Aim of the exercise →
Nothing should be omitted: restate the full listing word for word.

:: Task inputs

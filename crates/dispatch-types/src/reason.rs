//! Why a particular invocation instance exists.

use serde::{Deserialize, Serialize};

/// Recorded cause of an invocation, independent of the static trigger.
///
/// Two descriptors for the same job can carry the same trigger but
/// different reasons: the first periodic fire and a retry after failure
/// both point at the same window.
#[derive(Debug, Clone, Copy, PartialEq, Eq, Hash, Serialize, Deserialize)]
#[serde(rename_all = "snake_case")]
pub enum TriggerReason {
    /// First fire of a one-shot trigger.
    Scheduled,
    /// Periodic fire of a recurring job.
    Periodic,
    /// Rescheduled after a failed run.
    Retried,
    /// Re-dispatched while reconciling pending jobs after a restart.
    BootReconciliation,
    /// An observed content URI changed.
    ContentChanged,
}

impl std::fmt::Display for TriggerReason {
    fn fmt(&self, f: &mut std::fmt::Formatter<'_>) -> std::fmt::Result {
        match self {
            TriggerReason::Scheduled => write!(f, "scheduled"),
            TriggerReason::Periodic => write!(f, "periodic"),
            TriggerReason::Retried => write!(f, "retried"),
            TriggerReason::BootReconciliation => write!(f, "boot_reconciliation"),
            TriggerReason::ContentChanged => write!(f, "content_changed"),
        }
    }
}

::::

Answer to this problem →
filename crates/dispatch-types/src/reason.rs
//! Why a particular invocation instance exists.

use serde::{Deserialize, Serialize};

/// Recorded cause of an invocation, independent of the static trigger.
///
/// Two descriptors for the same job can carry the same trigger but
/// different reasons: the first periodic fire and a retry after failure
/// both point at the same window.
#[derive(Debug, Clone, Copy, PartialEq, Eq, Hash, Serialize, Deserialize)]
#[serde(rename_all = "snake_case")]
pub enum TriggerReason {
    /// First fire of a one-shot trigger.
    Scheduled,
    /// Periodic fire of a recurring job.
    Periodic,
    /// Rescheduled after a failed run.
    Retried,
    /// Re-dispatched while reconciling pending jobs after a restart.
    BootReconciliation,
    /// An observed content URI changed.
    ContentChanged,
}

impl std::fmt::Display for TriggerReason {
    fn fmt(&self, f: &mut std::fmt::Formatter<'_>) -> std::fmt::Result {
        match self {
            TriggerReason::Scheduled => write!(f, "scheduled"),
            TriggerReason::Periodic => write!(f, "periodic"),
            TriggerReason::Retried => write!(f, "retried"),
            TriggerReason::BootReconciliation => write!(f, "boot_reconciliation"),
            TriggerReason::ContentChanged => write!(f, "content_changed"),
        }
    }
}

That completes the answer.